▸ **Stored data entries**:

****************

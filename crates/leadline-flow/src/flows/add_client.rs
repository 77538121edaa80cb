// SPDX-FileCopyrightText: 2026 Leadline Contributors
// SPDX-License-Identifier: MIT OR Apache-2.0

//! Add client: phone, name, source, interest, next contact.

use leadline_core::LeadlineError;
use leadline_core::model::{ClientStatus, InterestLevel, NewClient};
use tracing::{info, warn};

use crate::engine::{FlowEngine, PICK_A_BUTTON, Transition};
use crate::menu;
use crate::normalize::{normalize_phone, optional_field};
use crate::render;
use crate::reply::Reply;
use crate::schedule::NextContactChoice;
use crate::state::{AddClientStep, FlowState};

pub(crate) const PHONE_PROMPT: &str = "Send the client's phone number (or share a contact).";

impl FlowEngine {
    pub(crate) fn start_add_client(&self) -> Transition {
        Transition::to(
            FlowState::AddClient(AddClientStep::Phone),
            Reply::text(PHONE_PROMPT),
        )
    }

    pub(crate) async fn add_client_text(
        &self,
        step: AddClientStep,
        text: &str,
    ) -> Result<Transition, LeadlineError> {
        let transition = match step {
            AddClientStep::Phone => self.add_client_phone(text),
            AddClientStep::Name { phone } => {
                let name = optional_field(text);
                Transition::to(
                    FlowState::AddClient(AddClientStep::Source { phone, name }),
                    Reply::text("Lead source? Pick one or type your own.")
                        .with_keyboard(render::client_source_keyboard()),
                )
            }
            AddClientStep::Source { phone, name } => match optional_field(text) {
                Some(source) => self.add_client_source(phone, name, source),
                None => Transition::to(
                    FlowState::AddClient(AddClientStep::Source { phone, name }),
                    Reply::text("Lead source cannot be empty.")
                        .with_keyboard(render::client_source_keyboard()),
                ),
            },
            step @ AddClientStep::Interest { .. } => Transition::to(
                FlowState::AddClient(step),
                Reply::text(PICK_A_BUTTON).with_keyboard(render::interest_keyboard()),
            ),
            step @ AddClientStep::NextContact { .. } => Transition::to(
                FlowState::AddClient(step),
                Reply::text(PICK_A_BUTTON).with_keyboard(render::next_contact_keyboard()),
            ),
        };
        Ok(transition)
    }

    pub(crate) async fn add_client_contact(
        &self,
        step: AddClientStep,
        phone: &str,
    ) -> Result<Transition, LeadlineError> {
        match step {
            AddClientStep::Phone => Ok(self.add_client_phone(phone)),
            step => Ok(Transition::ignore(FlowState::AddClient(step))),
        }
    }

    /// Blank input or input without digits re-prompts in place.
    fn add_client_phone(&self, raw: &str) -> Transition {
        if !raw.chars().any(|c| c.is_ascii_digit()) {
            return Transition::to(
                FlowState::AddClient(AddClientStep::Phone),
                Reply::text("I don't see a phone number. Send digits or share a contact."),
            );
        }
        Transition::to(
            FlowState::AddClient(AddClientStep::Name {
                phone: normalize_phone(raw),
            }),
            Reply::text("Client name (or '-' to skip):"),
        )
    }

    pub(crate) fn add_client_source(
        &self,
        phone: String,
        name: Option<String>,
        source: String,
    ) -> Transition {
        Transition::to(
            FlowState::AddClient(AddClientStep::Interest {
                phone,
                name,
                source,
            }),
            Reply::text("Interest level?").with_keyboard(render::interest_keyboard()),
        )
    }

    pub(crate) fn add_client_interest(
        &self,
        phone: String,
        name: Option<String>,
        source: String,
        interest: InterestLevel,
    ) -> Transition {
        Transition::to(
            FlowState::AddClient(AddClientStep::NextContact {
                phone,
                name,
                source,
                interest,
            }),
            Reply::text("Plan the next contact?").with_keyboard(render::next_contact_keyboard()),
        )
    }

    /// Persist the client. A taken phone abandons the flow.
    pub(crate) async fn add_client_finish(
        &self,
        phone: String,
        name: Option<String>,
        source: String,
        interest: InterestLevel,
        choice: NextContactChoice,
    ) -> Result<Transition, LeadlineError> {
        let new_client = NewClient {
            phone,
            name,
            company_id: None,
            source,
            status: ClientStatus::New,
            interest,
            next_contact_at: choice.resolve(self.now(), self.settings.contact_hour),
        };
        match self.repo().create_client(&new_client).await {
            Ok(client) => {
                info!(client_id = client.id.0, "client created");
                Ok(Transition::idle(
                    Reply::html(render::client_card(&client, None, None))
                        .with_keyboard(menu::main_menu()),
                ))
            }
            Err(e) if e.is_duplicate() => {
                warn!(phone = %new_client.phone, "client phone already taken");
                Ok(Transition::idle(
                    Reply::text("A client with this phone already exists.")
                        .with_keyboard(menu::main_menu()),
                ))
            }
            Err(e) => Err(e),
        }
    }
}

****************

▸ **Problem**:
The required output is the set of lines from the first line of the data through the line that contains "interest, next contact.", transcribed exactly.

▸ **Answer space**:
filename crates/leadline-flow/src/flows/add_client.rs
repository 77538121edaa80cb
// SPDX-FileCopyrightText: 2026 Leadline Contributors
// SPDX-License-Identifier: MIT OR Apache-2.0

//! Add client: phone, name, source, interest, next contact.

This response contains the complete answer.